Subsea cables that connect the world’s internet could be used to track seismic activity following a new discovery.
Geoscientists may have found a way to create vast seismic activity detectors using existing subsea internet cables. In a paper published to Nature Communications, an international team was able to show that fibre optic cables on the bottom of the North Sea detected a magnitude-8.2 earthquake near Fiji in 2018.
While a proof of concept, using subsea cables could provide significant benefits for earthquake protection. Oceans cover two-thirds of the earth’s surface, but placing permanent seismometers under the sea is prohibitively expensive.
“Fibre optic communications cables are growing more and more common on the sea floor. Rather than place a whole new device, we can tap into some of this fibre and start observing seismicity immediately,” said Ethan Williams of Caltech, a lead author of the study.

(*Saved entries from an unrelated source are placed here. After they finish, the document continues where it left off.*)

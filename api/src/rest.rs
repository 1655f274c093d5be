use axum::{
    http::{header, HeaderValue, Method},
    middleware::{from_fn, from_fn_with_state},
    routing::{delete, get, patch, post},
    Router,
};
use tower::ServiceBuilder;
use tower_http::{cors::CorsLayer, trace::TraceLayer};

use crate::{
    auth::guard::{authenticate, reject_read_only, require_admin},
    handlers::{self, auth, jobs, users},
    AppState,
};

fn job_routes(state: &AppState) -> Router<AppState> {
    let writable = from_fn_with_state(state.clone(), reject_read_only);

    Router::new()
        .route("/", get(jobs::list))
        .route("/", post(jobs::create).layer(writable.clone()))
        .route("/stats", get(jobs::stats))
        .route("/:id", get(jobs::get))
        .route("/:id", patch(jobs::edit).layer(writable.clone()))
        .route("/:id", delete(jobs::delete).layer(writable))
}

fn user_routes(state: &AppState) -> Router<AppState> {
    let writable = from_fn_with_state(state.clone(), reject_read_only);
    let admin = from_fn(require_admin);

    Router::new()
        .route("/current-user", get(users::current_user))
        .route("/update-user", patch(users::update_user).layer(writable.clone()))
        .route("/delete-user", delete(users::delete_user).layer(writable))
        .route("/admin/users", get(users::all_users).layer(admin.clone()))
        .route("/admin/app-stats", get(users::app_stats).layer(admin))
}

fn auth_routes() -> Router<AppState> {
    Router::new()
        .route("/register", post(auth::register))
        .route("/login", post(auth::login))
        .route("/logout", post(auth::logout))
}

fn cors(frontend_url: &str) -> CorsLayer {
    let cors = CorsLayer::new()
        .allow_methods([Method::GET, Method::POST, Method::PATCH, Method::DELETE])
        .allow_headers([header::CONTENT_TYPE, header::AUTHORIZATION])
        .allow_credentials(true);

    match HeaderValue::from_str(frontend_url) {
        Ok(origin) => cors.allow_origin(origin),
        Err(_) => {
            tracing::warn!("invalid FRONTEND_URL {:?}, CORS disabled", frontend_url);
            cors
        }
    }
}

pub fn router(state: AppState) -> Router {
    let session = from_fn_with_state(state.clone(), authenticate);

    let api = Router::new()
        .nest("/jobs", job_routes(&state).layer(session.clone()))
        .nest("/users", user_routes(&state).layer(session))
        .nest("/auth", auth_routes())
        .route("/test", get(handlers::test_route));

    Router::new()
        .nest("/api/v1", api)
        .layer(
            ServiceBuilder::new()
                .layer(TraceLayer::new_for_http())
                .layer(cors(&state.config.frontend_url)),
        )
        .with_state(state)
}
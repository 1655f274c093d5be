#![allow(dead_code)]

use api::{
    auth::token,
    config::Config,
    db,
    models::job::{CreateJob, Job, JobStatus, JobType},
    models::user::{Role, User},
    repository::{job_repository, user_repository, user_repository::NewUser},
    rest, AppState,
};
use axum::{
    body::Body,
    http::{header, Method, Request, StatusCode},
    Router,
};
use chrono::{DateTime, TimeZone, Utc};
use http_body_util::BodyExt;
use serde_json::Value;
use tower::ServiceExt;
use uuid::Uuid;

pub const TEST_SECRET: &str = "test-secret";

pub struct TestApp {
    pub router: Router,
    pub state: AppState,
}

pub async fn test_app() -> TestApp {
    let pool = db::memory_pool().await.unwrap();
    db::run_migrations(&pool).await.unwrap();
    let state = AppState::new(pool, Config::for_tests(TEST_SECRET));

    TestApp {
        router: rest::router(state.clone()),
        state,
    }
}

/// Account inserted directly, skipping password hashing. The returned string
/// is a ready `Cookie` header value.
pub async fn create_user(app: &TestApp, email: &str, role: Role, read_only: bool) -> (User, String) {
    let mut user = user_repository::create(
        &app.state.db,
        NewUser {
            first_name: "Test",
            last_name: "User",
            email,
            password_hash: "unused",
            location: "my city",
            role,
        },
    )
    .await
    .unwrap();

    if read_only {
        user_repository::set_read_only(&app.state.db, user.id, true)
            .await
            .unwrap();
        user.read_only = true;
    }

    let jwt = token::issue(&user, &app.state.encoding_key, app.state.session_ttl()).unwrap();
    (user, format!("{}={}", token::COOKIE_NAME, jwt))
}

pub fn at(year: i32, month: u32, day: u32) -> DateTime<Utc> {
    Utc.with_ymd_and_hms(year, month, day, 12, 0, 0).unwrap()
}

pub async fn insert_job(
    app: &TestApp,
    owner: Uuid,
    company: &str,
    position: &str,
    status: JobStatus,
    created_at: DateTime<Utc>,
) -> Job {
    let req = CreateJob {
        company: company.to_string(),
        position: position.to_string(),
        job_status: status,
        job_type: JobType::FullTime,
        job_location: None,
    };
    job_repository::create(&app.state.db, owner, &req, created_at)
        .await
        .unwrap()
}

pub struct TestResponse {
    pub status: StatusCode,
    pub set_cookie: Option<String>,
    pub body: Value,
}

pub async fn send(
    app: &TestApp,
    method: Method,
    uri: &str,
    cookie: Option<&str>,
    body: Option<Value>,
) -> TestResponse {
    let mut builder = Request::builder().method(method).uri(uri);
    if let Some(cookie) = cookie {
        builder = builder.header(header::COOKIE, cookie);
    }
    let request = match body {
        Some(json) => builder
            .header(header::CONTENT_TYPE, "application/json")
            .body(Body::from(serde_json::to_vec(&json).unwrap()))
            .unwrap(),
        None => builder.body(Body::empty()).unwrap(),
    };

    let response = app.router.clone().oneshot(request).await.unwrap();
    let status = response.status();
    let set_cookie = response
        .headers()
        .get(header::SET_COOKIE)
        .map(|v| v.to_str().unwrap().to_string());
    let bytes = response.into_body().collect().await.unwrap().to_bytes();
    let body = if bytes.is_empty() {
        Value::Null
    } else {
        serde_json::from_slice(&bytes).unwrap_or_else(|_| Value::String(String::from_utf8_lossy(&bytes).into_owned()))
    };

    TestResponse {
        status,
        set_cookie,
        body,
    }
}

pub fn urlencode(text: &str) -> String {
    url::form_urlencoded::byte_serialize(text.as_bytes()).collect()
}

pub fn positions(body: &Value) -> Vec<String> {
    body["jobs"]
        .as_array()
        .unwrap()
        .iter()
        .map(|j| j["position"].as_str().unwrap().to_string())
        .collect()
}
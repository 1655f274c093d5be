use std::str::FromStr;
use std::time::Duration;

use sqlx::sqlite::{SqliteConnectOptions, SqlitePool, SqlitePoolOptions};

pub async fn create_pool(database_url: &str, max_connections: u32) -> Result<SqlitePool, sqlx::Error> {
    let options = SqliteConnectOptions::from_str(database_url)?.create_if_missing(true);

    SqlitePoolOptions::new()
        .max_connections(max_connections)
        .acquire_timeout(Duration::from_secs(5))
        .connect_with(options)
        .await
}

/// Single-connection pool over a private in-memory database.
pub async fn memory_pool() -> Result<SqlitePool, sqlx::Error> {
    SqlitePoolOptions::new()
        .max_connections(1)
        .idle_timeout(None)
        .max_lifetime(None)
        .connect_with(SqliteConnectOptions::from_str("sqlite::memory:")?)
        .await
}

pub async fn run_migrations(pool: &SqlitePool) -> Result<(), sqlx::Error> {
    sqlx::query(
        r#"
        CREATE TABLE IF NOT EXISTS users (
            id BLOB PRIMARY KEY,
            first_name TEXT NOT NULL,
            last_name TEXT NOT NULL,
            email TEXT NOT NULL UNIQUE,
            password_hash TEXT NOT NULL,
            location TEXT NOT NULL DEFAULT 'my city',
            role TEXT NOT NULL,
            avatar TEXT,
            read_only BOOLEAN NOT NULL DEFAULT 0,
            created_at TEXT NOT NULL,
            updated_at TEXT NOT NULL
        )
        "#,
    )
    .execute(pool)
    .await?;

    // no foreign key on created_by: jobs outlive their owner.
    // *_folded hold the Unicode-lowercased text that search matches against.
    sqlx::query(
        r#"
        CREATE TABLE IF NOT EXISTS jobs (
            id BLOB PRIMARY KEY,
            company TEXT NOT NULL,
            position TEXT NOT NULL,
            job_status TEXT NOT NULL DEFAULT 'pending',
            job_type TEXT NOT NULL DEFAULT 'full-time',
            job_location TEXT NOT NULL DEFAULT 'my city',
            position_folded TEXT NOT NULL,
            company_folded TEXT NOT NULL,
            created_by BLOB NOT NULL,
            created_at TEXT NOT NULL,
            updated_at TEXT NOT NULL
        )
        "#,
    )
    .execute(pool)
    .await?;

    sqlx::query("CREATE INDEX IF NOT EXISTS idx_jobs_created_by ON jobs(created_by, created_at DESC)")
        .execute(pool)
        .await?;

    sqlx::query("CREATE INDEX IF NOT EXISTS idx_jobs_status ON jobs(created_by, job_status)")
        .execute(pool)
        .await?;

    tracing::info!("Database migrations completed successfully");
    Ok(())
}
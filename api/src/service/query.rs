//! Job Query Builder
//!
//! Turns listing parameters into an owner-scoped, filtered, sorted and
//! paginated query over the `jobs` table.

use serde::{Deserialize, Serialize};
use sqlx::{QueryBuilder, Sqlite, SqlitePool};
use uuid::Uuid;

use crate::models::job::Job;
use crate::repository::job_repository;

pub const DEFAULT_PAGE: i64 = 1;
pub const DEFAULT_LIMIT: i64 = 10;

/// Sentinel meaning "no constraint" for the status and type filters.
const ALL: &str = "all";

const JOB_COLUMNS: &str = "id, company, position, job_status, job_type, job_location, \
                           created_by, created_at, updated_at";

/// Raw query string of `GET /jobs`. Everything is optional and loosely typed;
/// [`JobQuery::from_params`] normalizes it.
#[derive(Debug, Default, Clone, Deserialize)]
#[serde(rename_all = "camelCase")]
pub struct ListJobsParams {
    pub search: Option<String>,
    pub job_status: Option<String>,
    pub job_type: Option<String>,
    pub sort: Option<String>,
    pub page: Option<String>,
    pub limit: Option<String>,
}

#[derive(Debug, Clone, Copy, Default, PartialEq, Eq)]
pub enum SortKey {
    #[default]
    Latest,
    Oldest,
    AToZ,
    ZToA,
}

impl SortKey {
    /// Unknown keys fall back to [`SortKey::Latest`].
    pub fn parse(raw: Option<&str>) -> Self {
        match raw.map(str::trim) {
            Some("oldest") => SortKey::Oldest,
            Some("a-z") => SortKey::AToZ,
            Some("z-a") => SortKey::ZToA,
            _ => SortKey::Latest,
        }
    }

    fn order_by(&self) -> &'static str {
        match self {
            SortKey::Latest => "created_at DESC, id ASC",
            SortKey::Oldest => "created_at ASC, id ASC",
            SortKey::AToZ => "position ASC, id ASC",
            SortKey::ZToA => "position DESC, id ASC",
        }
    }
}

#[derive(Debug, Clone, PartialEq, Eq)]
pub struct JobQuery {
    pub owner: Uuid,
    pub search: Option<String>,
    pub job_status: Option<String>,
    pub job_type: Option<String>,
    pub sort: SortKey,
    pub page: i64,
    pub limit: i64,
}

impl JobQuery {
    pub fn new(owner: Uuid) -> Self {
        Self {
            owner,
            search: None,
            job_status: None,
            job_type: None,
            sort: SortKey::Latest,
            page: DEFAULT_PAGE,
            limit: DEFAULT_LIMIT,
        }
    }

    pub fn from_params(owner: Uuid, params: &ListJobsParams) -> Self {
        Self {
            owner,
            search: params
                .search
                .as_deref()
                .map(str::trim)
                .filter(|s| !s.is_empty())
                .map(str::to_string),
            job_status: enum_filter(params.job_status.as_deref()),
            job_type: enum_filter(params.job_type.as_deref()),
            sort: SortKey::parse(params.sort.as_deref()),
            page: positive_or(params.page.as_deref(), DEFAULT_PAGE),
            limit: positive_or(params.limit.as_deref(), DEFAULT_LIMIT),
        }
    }

    pub fn skip(&self) -> i64 {
        (self.page - 1).saturating_mul(self.limit)
    }

    pub fn page_count(&self, total: i64) -> i64 {
        if total <= 0 {
            return 0;
        }
        total / self.limit + i64::from(total % self.limit != 0)
    }

    fn push_conditions(&self, qb: &mut QueryBuilder<'static, Sqlite>) {
        qb.push(" WHERE created_by = ").push_bind(self.owner);

        if let Some(status) = &self.job_status {
            qb.push(" AND job_status = ").push_bind(status.clone());
        }
        if let Some(job_type) = &self.job_type {
            qb.push(" AND job_type = ").push_bind(job_type.clone());
        }
        if let Some(search) = &self.search {
            let pattern = like_pattern(search);
            qb.push(" AND (position_folded LIKE ")
                .push_bind(pattern.clone())
                .push(r" ESCAPE '\' OR company_folded LIKE ")
                .push_bind(pattern)
                .push(r" ESCAPE '\')");
        }
    }

    pub fn count_query(&self) -> QueryBuilder<'static, Sqlite> {
        let mut qb = QueryBuilder::new("SELECT COUNT(*) FROM jobs");
        self.push_conditions(&mut qb);
        qb
    }

    pub fn page_query(&self) -> QueryBuilder<'static, Sqlite> {
        let mut qb = QueryBuilder::new(format!("SELECT {} FROM jobs", JOB_COLUMNS));
        self.push_conditions(&mut qb);
        qb.push(" ORDER BY ")
            .push(self.sort.order_by())
            .push(" LIMIT ")
            .push_bind(self.limit)
            .push(" OFFSET ")
            .push_bind(self.skip());
        qb
    }
}

#[derive(Debug, Clone)]
pub struct JobPage {
    pub items: Vec<Job>,
    pub total_count: i64,
    pub page_count: i64,
    pub current_page: i64,
}

/// Wire shape of `GET /jobs`.
#[derive(Debug, Serialize)]
#[serde(rename_all = "camelCase")]
pub struct JobsResponse {
    pub total_jobs: i64,
    pub num_of_pages: i64,
    pub current_page: i64,
    pub jobs: Vec<Job>,
}

impl From<JobPage> for JobsResponse {
    fn from(page: JobPage) -> Self {
        JobsResponse {
            total_jobs: page.total_count,
            num_of_pages: page.page_count,
            current_page: page.current_page,
            jobs: page.items,
        }
    }
}

pub async fn list_jobs(pool: &SqlitePool, query: &JobQuery) -> Result<JobPage, sqlx::Error> {
    let total_count = job_repository::count_matching(pool, query).await?;
    let items = job_repository::find_matching(pool, query).await?;

    tracing::debug!(
        owner = %query.owner,
        total_count,
        page = query.page,
        "listed jobs"
    );

    Ok(JobPage {
        items,
        total_count,
        page_count: query.page_count(total_count),
        current_page: query.page,
    })
}

fn enum_filter(raw: Option<&str>) -> Option<String> {
    raw.map(str::trim)
        .filter(|v| !v.is_empty() && *v != ALL)
        .map(str::to_string)
}

fn positive_or(raw: Option<&str>, default: i64) -> i64 {
    raw.and_then(|v| v.trim().parse::<i64>().ok())
        .filter(|v| *v >= 1)
        .unwrap_or(default)
}

/// Case fold applied to stored `position`/`company` copies and to search
/// input alike. SQLite's own `LOWER` only folds ASCII.
pub fn fold(text: &str) -> String {
    text.trim().to_lowercase()
}

fn like_pattern(search: &str) -> String {
    let mut escaped = String::with_capacity(search.len() + 2);
    escaped.push('%');
    for c in fold(search).chars() {
        if matches!(c, '\\' | '%' | '_') {
            escaped.push('\\');
        }
        escaped.push(c);
    }
    escaped.push('%');
    escaped
}
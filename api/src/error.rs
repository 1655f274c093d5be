use axum::{
    extract::rejection::{JsonRejection, PathRejection, QueryRejection},
    http::StatusCode,
    response::{IntoResponse, Response},
    Json,
};
use serde::Serialize;
use serde_json::json;
use thiserror::Error;

pub type AppResult<T> = Result<T, AppError>;

#[derive(Debug, Clone, PartialEq, Eq, Serialize)]
pub struct FieldError {
    pub field: String,
    pub message: String,
}

#[derive(Debug, Error)]
pub enum AppError {
    #[error("database error: {0}")]
    Sqlx(#[from] sqlx::Error),
    #[error("password hash error: {0}")]
    PasswordHash(argon2::password_hash::Error),
    #[error("token error: {0}")]
    Jwt(#[from] jsonwebtoken::errors::Error),
    #[error("validation failed")]
    Validation(Vec<FieldError>),
    #[error("{0}")]
    BadRequest(String),
    #[error("{0}")]
    Unauthenticated(String),
    #[error("{0}")]
    Forbidden(String),
    #[error("{0}")]
    NotFound(String),
    #[error("{0}")]
    Conflict(String),
}

impl From<argon2::password_hash::Error> for AppError {
    fn from(inner: argon2::password_hash::Error) -> Self {
        AppError::PasswordHash(inner)
    }
}

impl From<validator::ValidationErrors> for AppError {
    fn from(inner: validator::ValidationErrors) -> Self {
        let mut errors: Vec<FieldError> = inner
            .field_errors()
            .into_iter()
            .flat_map(|(field, errs)| {
                errs.iter().map(move |err| FieldError {
                    field: wire_name(&field),
                    message: err
                        .message
                        .as_ref()
                        .map(|m| m.to_string())
                        .unwrap_or_else(|| err.code.to_string()),
                })
            })
            .collect();
        errors.sort_by(|a, b| a.field.cmp(&b.field));
        AppError::Validation(errors)
    }
}

/// Payloads are camelCase on the wire; report fields under the key the
/// client sent.
fn wire_name(field: &str) -> String {
    let mut name = String::with_capacity(field.len());
    let mut upper = false;
    for c in field.chars() {
        if c == '_' {
            upper = true;
        } else if upper {
            name.extend(c.to_uppercase());
            upper = false;
        } else {
            name.push(c);
        }
    }
    name
}

impl From<JsonRejection> for AppError {
    fn from(rejection: JsonRejection) -> Self {
        AppError::BadRequest(rejection.body_text())
    }
}

impl From<PathRejection> for AppError {
    fn from(rejection: PathRejection) -> Self {
        AppError::BadRequest(rejection.body_text())
    }
}

impl From<QueryRejection> for AppError {
    fn from(rejection: QueryRejection) -> Self {
        AppError::BadRequest(rejection.body_text())
    }
}

impl AppError {
    pub fn status(&self) -> StatusCode {
        match self {
            AppError::Validation(_) | AppError::BadRequest(_) => StatusCode::BAD_REQUEST,
            AppError::Unauthenticated(_) => StatusCode::UNAUTHORIZED,
            AppError::Forbidden(_) => StatusCode::FORBIDDEN,
            AppError::NotFound(_) => StatusCode::NOT_FOUND,
            AppError::Conflict(_) => StatusCode::CONFLICT,
            AppError::Sqlx(_) | AppError::PasswordHash(_) | AppError::Jwt(_) => {
                StatusCode::INTERNAL_SERVER_ERROR
            }
        }
    }
}

impl IntoResponse for AppError {
    fn into_response(self) -> Response {
        let status = self.status();
        let error_message = match self {
            AppError::Sqlx(e) => {
                // Unique email index
                if let Some(db_err) = e.as_database_error() {
                    if db_err.is_unique_violation() {
                        return (
                            StatusCode::CONFLICT,
                            Json(json!({"error": "Email already exists"})),
                        )
                            .into_response();
                    }
                }
                tracing::error!("Database error: {}", e);
                "Internal server error".to_string()
            }
            AppError::PasswordHash(e) => {
                tracing::error!("Password hashing error: {}", e);
                "Internal server error".to_string()
            }
            AppError::Jwt(e) => {
                tracing::error!("Token error: {}", e);
                "Internal server error".to_string()
            }
            AppError::Validation(errors) => {
                return (status, Json(json!({ "errors": errors }))).into_response();
            }
            AppError::BadRequest(msg)
            | AppError::Unauthenticated(msg)
            | AppError::Forbidden(msg)
            | AppError::NotFound(msg)
            | AppError::Conflict(msg) => msg,
        };

        let body = Json(json!({
            "error": error_message,
        }));

        (status, body).into_response()
    }
}
//! Error types for the refsearch workspace
//!
//! One enum for the whole workspace, built with `thiserror`. Storage I/O
//! failures propagate untouched; everything else carries enough context for
//! the calling repository layer to translate into an API-level response.

use std::io;
use std::path::PathBuf;
use thiserror::Error;

/// Result type alias for refsearch operations
pub type Result<T> = std::result::Result<T, Error>;

/// Error types for the index engine and its collaborators
#[derive(Debug, Error)]
pub enum Error {
    /// I/O error from the index store (disk full, permission denied, ...)
    #[error("I/O error: {0}")]
    Io(#[from] io::Error),

    /// Snapshot encode/decode failure
    #[error("serialization error: {0}")]
    Serialization(String),

    /// Another writer holds the index directory
    #[error("index store at '{}' is held by another writer", .path.display())]
    StoreLocked {
        /// The contested index directory
        path: PathBuf,
    },

    /// Snapshot failed validation (bad magic, unsupported version, truncation)
    #[error("index corruption: {0}")]
    Corruption(String),

    /// Operation on a handle that has already been closed
    #[error("index handle is closed")]
    Closed,

    /// Failure reported by the system-of-record during a rebuild
    #[error("reference source error: {0}")]
    Source(String),
}

#[cfg(test)]
mod tests {
    use super::*;

    #[test]
    fn test_error_display_io() {
        let err = Error::Io(io::Error::new(io::ErrorKind::NotFound, "file not found"));
        let msg = err.to_string();
        assert!(msg.contains("I/O error"));
    }

    #[test]
    fn test_error_display_serialization() {
        let err = Error::Serialization("invalid format".to_string());
        let msg = err.to_string();
        assert!(msg.contains("serialization error"));
        assert!(msg.contains("invalid format"));
    }

    #[test]
    fn test_error_display_store_locked() {
        let err = Error::StoreLocked {
            path: PathBuf::from("/tmp/data/index"),
        };
        let msg = err.to_string();
        assert!(msg.contains("held by another writer"));
        assert!(msg.contains("/tmp/data/index"));
    }

    #[test]
    fn test_error_display_corruption() {
        let err = Error::Corruption("bad snapshot magic".to_string());
        let msg = err.to_string();
        assert!(msg.contains("index corruption"));
        assert!(msg.contains("bad snapshot magic"));
    }

    #[test]
    fn test_error_from_io() {
        let io_err = io::Error::new(io::ErrorKind::PermissionDenied, "access denied");
        let err: Error = io_err.into();
        assert!(matches!(err, Error::Io(_)));
    }

    #[test]
    fn test_result_type_alias() {
        fn returns_result() -> Result<i32> {
            Ok(42)
        }

        fn returns_error() -> Result<i32> {
            Err(Error::Closed)
        }

        assert_eq!(returns_result().unwrap(), 42);
        assert!(returns_error().is_err());
    }
}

Key to the breakthrough is a technology called distributed acoustic sensing (DAS). Developed for energy exploration, DAS sensors shoot a beam of light down a fibre optic cable.
‘With the flip of a switch, we have an array of 4,000 sensors that would’ve cost millions to place’
– ETHAN WILLIAMS
Tiny imperfections in the cable reflect back minuscule amounts of the light, allowing the imperfections to act as ‘waypoints’. When seismic waves jostle the cable, these waypoints shift minutely in location, thereby changing the travel time of the reflected light waves and allowing scientists to track the waves’ progression.
As part of the North Sea experiment, the researchers used a 40,000-metre section of subsea cable that connects a windfarm to land. There are millions of tiny imperfections in the cable, so they averaged out the imperfections in each 10-metre segment, creating an array of more than 4,000 virtual sensors.
The North Sea array’s fine degree of sensitivity tracked tiny, non-earthquake-related seismic noises and found evidence that supports a longstanding theory that these events – called microseisms – are the product of ocean waves.
“With the flip of a switch, we have an array of 4,000 sensors that would’ve cost millions to place,” Williams said.